If RVM doesn’t already have Rubygems installed, here’s the manual recipe::

cd /usr/local/src
sudo wget
sudo tar xzvf rubygems-1.4.1.tgz
cd rubygems-1.4.1
sudo ruby setup.rb
sudo update-alternatives --install /usr/bin/gem gem /usr/bin/gem1.8 1
sudo gem update --system

Before we move on, a couple of quick tweaks to two files in your home folder. First, add the following to the .gemrc file:

:backtrace: false
:benchmark: false
:bulk_threshold: 1000
:update_sources: true
:verbose: true
gem: --no-ri --no-rdoc

Then add this to the .gitconfig file:

     name = [your name]
     email = [your email]
     ui = auto

Apache and Passenger

A basic installation of Apache and Passenger is easy:

sudo aptitude update
sudo aptitude install apache2
sudo gem install passenger
sudo passenger-install-apache2-module

The final command will check your system for dependencies. In my case the following command will sort that out:

sudo apt-get install build-essential
sudo apt-get install libcurl4-openssl-dev libssl-dev zlib1g-dev apache2-prefork-dev libapr1-dev libaprutil1-dev

Rerun the passenger install command and it should succeed after all dependencies have been satisfied.

MySQL and SQLite

MySQL is essential, but I usually install SQLite too, because it’s simple and comes in handy sometimes.

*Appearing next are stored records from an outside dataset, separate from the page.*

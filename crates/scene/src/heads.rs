//! Head variant visibility
//!
//! [`ViewerState`] decides which variant is shown; this just mirrors that
//! decision onto the tagged scene nodes.

use bevy::prelude::*;
use customizer::ViewerState;
use scarab_ipc::HeadVariant;

/// Tags the scene node of one head variant
#[derive(Component, Debug, Clone, Copy, PartialEq, Eq)]
pub struct HeadMesh(pub HeadVariant);

/// Show the active head and hide the rest
pub fn sync_head_visibility(
    state: Res<ViewerState>,
    added: Query<(), Added<HeadMesh>>,
    mut heads: Query<(&HeadMesh, &mut Visibility)>,
) {
    if !state.is_changed() && added.is_empty() {
        return;
    }

    for (head, mut visibility) in heads.iter_mut() {
        let target = if state.heads().is_visible(head.0) {
            Visibility::Inherited
        } else {
            Visibility::Hidden
        };
        visibility.set_if_neq(target);
    }
}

sudo apt-get install libsqlite3-dev sqlite3 sqlite3-doc
sudo gem install sqlite3-ruby
sudo apt-get install libmysqlclient-dev mysql-server emma
sudo gem install mysql

RubyMine development IDE

For RubyMine to run we need to install a java runtime. I’ve found the Sun JRE to be best, and this is how we get it:

sudo add-apt-repository "deb lucid partner"
sudo apt-get update
sudo apt-get install sun-java6-jre sun-java6-plugin sun-java6-fonts

Once that’s done, do a quick test to make sure everything is ok…

java -version

Now download and extract the RubyMine package and create a menu link to start RubyMine. You will need your license key when it starts.

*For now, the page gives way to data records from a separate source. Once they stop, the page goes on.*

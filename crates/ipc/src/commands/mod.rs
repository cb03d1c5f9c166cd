//! Command types for IPC messages.

use serde::{Deserialize, Serialize};

use crate::types::{HeadVariant, Panel, PatternKind, Rgb, ShadingParam};

/// A single user intent from the control panel.
///
/// Every control maps to exactly one variant, and applying a command whose
/// value already matches the current state changes nothing.
#[derive(Debug, Clone, PartialEq, Serialize, Deserialize)]
#[serde(tag = "type", content = "data")]
pub enum ViewerCommand {
    /// Color shown where the pattern mask is white
    SetBaseColor(Rgb),
    /// Color shown where the pattern mask is black
    SetAccentColor(Rgb),
    SelectPattern(PatternKind),
    SelectHead(HeadVariant),
    SetShadingParam { param: ShadingParam, value: f32 },
    /// Open a panel, or close it if it is already open
    TogglePanel(Panel),
    /// Pointer pressed outside the control UI
    ClickOutside,
}
//! Full viewer state as seen by the control UI.

use serde::{Deserialize, Serialize};

use super::{HeadVariant, Panel, PatternKind, Rgb};

/// Everything a freshly loaded UI needs to render its controls.
#[derive(Debug, Clone, PartialEq, Serialize, Deserialize)]
#[serde(rename_all = "camelCase")]
pub struct ViewerSnapshot {
    pub base_color: Rgb,
    pub accent_color: Rgb,
    pub pattern: PatternKind,
    /// `None` until the model has loaded
    pub head: Option<HeadVariant>,
    pub panel: Option<Panel>,
    pub iridescence_strength: f32,
    pub iridescence_shift: f32,
    pub shininess: f32,
    pub specular_strength: f32,
    pub environment_intensity: f32,
}
//! Shared beetle scene for Scarab
//!
//! This crate provides the 3D viewer used by both the native app and the
//! WASM build: asset loading, the custom carapace and head materials, the
//! reflection capture rig, head visibility and the orbit camera. UIs talk to
//! it only through [`CommandInbox`] and [`OutboundUiMessages`].

use bevy::camera::visibility::RenderLayers;
use bevy::core_pipeline::tonemapping::Tonemapping;
use bevy::prelude::*;
use scarab_config::ViewerConfig;

mod assets;
mod binding;
mod camera;
mod commands;
mod heads;
mod materials;
mod messages;
mod reflection;
mod stage;

pub use assets::{AssetLoadingPlugin, AssetStatus, ViewerAssets};
pub use binding::{BeetleModel, ModelBound, ModelPlugin};
pub use camera::{CameraControllerPlugin, CameraInputLock, MainCamera, OrbitCamera};
pub use commands::CommandPlugin;
pub use heads::HeadMesh;
pub use materials::{
    CarapaceMaterial, CarapaceUniform, HeadMaterial, HeadUniform, MaterialsPlugin, ViewerMaterials,
};
pub use messages::{CommandInbox, OutboundUiMessages};
pub use reflection::{CaptureCamera, CaptureClock, EnvironmentSnapshot, ReflectionPlugin};
pub use stage::StagePlugin;

/// Render layer of the beetle's meshes. The main camera renders it, the
/// reflection cameras do not.
pub const MODEL_LAYER: usize = 1;

/// Per-frame ordering: camera input, then UI commands, then pushing state
/// into the scene, then the reflection capture decision
#[derive(SystemSet, Debug, Clone, Copy, PartialEq, Eq, Hash)]
pub enum ViewerSet {
    Input,
    Commands,
    Sync,
    Capture,
}

pub struct ScenePlugin;

impl Plugin for ScenePlugin {
    fn build(&self, app: &mut App) {
        app.init_resource::<ViewerConfig>();

        app.add_plugins(CommandPlugin);
        app.add_plugins(AssetLoadingPlugin);
        app.add_plugins(ReflectionPlugin);
        app.add_plugins(MaterialsPlugin);
        app.add_plugins(ModelPlugin);
        app.add_plugins(StagePlugin);
        app.add_plugins(CameraControllerPlugin);

        app.add_systems(Startup, setup_camera);
    }
}

fn setup_camera(mut commands: Commands, config: Res<ViewerConfig>) {
    let settings = &config.camera;
    let orbit_camera = OrbitCamera::from_config(settings);
    let camera_position = orbit_camera.calculate_position();

    // The custom materials output linear color that the view target
    // sRGB-encodes as is; tonemapping would shift it away from the
    // CPU reference
    commands.spawn((
        Camera3d::default(),
        Projection::Perspective(PerspectiveProjection {
            fov: settings.fov_degrees.to_radians(),
            near: settings.near,
            far: settings.far,
            ..default()
        }),
        Transform::from_translation(camera_position).looking_at(orbit_camera.target, Vec3::Y),
        Tonemapping::None,
        RenderLayers::from_layers(&[0, MODEL_LAYER]),
        MainCamera,
        orbit_camera,
    ));

    info!("Scene initialized");
}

Optional: Install UnixODBC and FreeTDS for SqlServer connectivity

This is optional because unless you need to connect to Microsoft SqlServer (I do for work!) you won’t need to do this. I’ve split these into separate commands because the sequence is very important – RUN EACH COMMAND SEPARATELY!

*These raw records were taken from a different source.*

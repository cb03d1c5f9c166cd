//! Model and pattern mask loading
//!
//! Every asset gets exactly one load attempt. The first time a handle
//! settles, its outcome is logged once; a failed asset simply stays absent.

use bevy::asset::{LoadState, RenderAssetUsages, UntypedAssetId};
use bevy::image::{ImageAddressMode, ImageLoaderSettings, ImageSampler, ImageSamplerDescriptor};
use bevy::prelude::*;
use bevy::render::render_resource::{Extent3d, TextureDimension, TextureFormat};
use customizer::PatternMask;
use scarab_config::{AssetPaths, ViewerConfig};
use scarab_ipc::{PatternKind, ViewerToUi};

use crate::messages::OutboundUiMessages;

/// How far an asset has come
#[derive(Debug, Clone, Copy, PartialEq, Eq)]
pub enum AssetStatus {
    Pending,
    Ready,
    Failed,
}

#[derive(Debug)]
struct TrackedAsset {
    path: String,
    id: UntypedAssetId,
    status: AssetStatus,
}

/// Handles for everything the viewer loads
#[derive(Resource)]
pub struct ViewerAssets {
    pub model: Handle<Scene>,
    /// Generated 1x1 white mask, available without loading
    pub plain_mask: Handle<Image>,
    pub spots_mask: Handle<Image>,
    pub stripes_mask: Handle<Image>,
    tracked: Vec<TrackedAsset>,
}

impl ViewerAssets {
    fn new(
        model: Handle<Scene>,
        plain_mask: Handle<Image>,
        spots_mask: Handle<Image>,
        stripes_mask: Handle<Image>,
        paths: &AssetPaths,
    ) -> Self {
        let tracked = [
            (&paths.model, model.id().untyped()),
            (&paths.spots_mask, spots_mask.id().untyped()),
            (&paths.stripes_mask, stripes_mask.id().untyped()),
        ]
        .into_iter()
        .map(|(path, id)| TrackedAsset {
            path: path.clone(),
            id,
            status: AssetStatus::Pending,
        })
        .collect();

        Self {
            model,
            plain_mask,
            spots_mask,
            stripes_mask,
            tracked,
        }
    }

    /// Load status of a tracked asset
    pub fn status(&self, id: impl Into<UntypedAssetId>) -> AssetStatus {
        let id = id.into();
        self.tracked
            .iter()
            .find(|asset| asset.id == id)
            .map_or(AssetStatus::Ready, |asset| asset.status)
    }

    /// Mask texture to bind for `pattern`. A pattern whose image is not
    /// ready draws with the plain mask.
    pub fn mask_for(&self, pattern: PatternKind) -> Handle<Image> {
        let handle = match pattern {
            PatternKind::Plain => return self.plain_mask.clone(),
            PatternKind::Spots => &self.spots_mask,
            PatternKind::Stripes => &self.stripes_mask,
        };
        if self.status(handle.id()) == AssetStatus::Ready {
            handle.clone()
        } else {
            self.plain_mask.clone()
        }
    }

    /// Settle every pending asset whose load finished. Each failure is
    /// logged and reported once.
    fn record_load_states(
        &mut self,
        load_state: impl Fn(UntypedAssetId) -> Option<LoadState>,
        outbound: &mut OutboundUiMessages,
    ) {
        for asset in self.tracked.iter_mut() {
            if asset.status != AssetStatus::Pending {
                continue;
            }
            match load_state(asset.id) {
                Some(LoadState::Loaded) => {
                    info!("Loaded {}", asset.path);
                    asset.status = AssetStatus::Ready;
                }
                Some(LoadState::Failed(err)) => {
                    error!("LoadFailure: {}: {}", asset.path, err);
                    outbound.send(ViewerToUi::Error {
                        code: "load_failed".to_string(),
                        message: format!("{}: {}", asset.path, err),
                    });
                    asset.status = AssetStatus::Failed;
                }
                _ => {}
            }
        }
    }

    fn is_settled(&self) -> bool {
        self.tracked
            .iter()
            .all(|asset| asset.status != AssetStatus::Pending)
    }
}

/// Plugin that starts every load at startup and reports outcomes
pub struct AssetLoadingPlugin;

impl Plugin for AssetLoadingPlugin {
    fn build(&self, app: &mut App) {
        app.add_systems(PreStartup, start_loading)
            .add_systems(Update, track_load_states);
    }
}

fn start_loading(
    mut commands: Commands,
    asset_server: Res<AssetServer>,
    mut images: ResMut<Assets<Image>>,
    config: Res<ViewerConfig>,
) {
    let paths = &config.assets;

    let model = asset_server.load(GltfAssetLabel::Scene(0).from_asset(paths.model.clone()));
    let spots_mask = load_mask(&asset_server, &paths.spots_mask);
    let stripes_mask = load_mask(&asset_server, &paths.stripes_mask);
    let plain_mask = images.add(plain_mask_image());

    info!("Loading model {} and pattern masks", paths.model);

    commands.insert_resource(ViewerAssets::new(
        model,
        plain_mask,
        spots_mask,
        stripes_mask,
        paths,
    ));
}

/// Masks are data, not color: linear, clamped at the edges
fn load_mask(asset_server: &AssetServer, path: &str) -> Handle<Image> {
    asset_server.load_with_settings(path.to_string(), |settings: &mut ImageLoaderSettings| {
        settings.is_srgb = false;
        settings.sampler = ImageSampler::Descriptor(ImageSamplerDescriptor {
            address_mode_u: ImageAddressMode::ClampToEdge,
            address_mode_v: ImageAddressMode::ClampToEdge,
            address_mode_w: ImageAddressMode::ClampToEdge,
            ..ImageSamplerDescriptor::linear()
        });
    })
}

fn plain_mask_image() -> Image {
    let mask = PatternMask::plain();
    Image::new(
        Extent3d {
            width: mask.width(),
            height: mask.height(),
            depth_or_array_layers: 1,
        },
        TextureDimension::D2,
        mask.to_rgba8(),
        TextureFormat::Rgba8Unorm,
        RenderAssetUsages::RENDER_WORLD,
    )
}

/// Log each asset's outcome once
fn track_load_states(
    asset_server: Res<AssetServer>,
    assets: Option<ResMut<ViewerAssets>>,
    mut outbound: ResMut<OutboundUiMessages>,
) {
    let Some(mut assets) = assets else {
        return;
    };
    if assets.is_settled() {
        return;
    }
    assets.record_load_states(|id| asset_server.get_load_state(id), &mut outbound);
}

sudo apt-get install unixodbc
sudo apt-get install unixodbc-dev
sudo apt-get install freetds-dev
sudo apt-get install freetds-bin
sudo apt-get install tdsodbc
sudo apt-get install libiodbc2

Install the Ruby ODBC binaries (we’ve found that this specific version works best for us):

cd /usr/local/src
sudo wget
sudo tar zvxf ruby-odbc-0.9997.tar.gz
cd ruby-odbc-0.9997
sudo ruby extconf.rb --disable_dlopen
make install

Test the connection in irb:

require 'rubygems'
require 'dbi'
dbh = DBI.connect('dbi:ODBC:[dsn_name]', [username], [password])

You will need to manually configure the FreeTDS config files to get this working, but this is easily found on the web.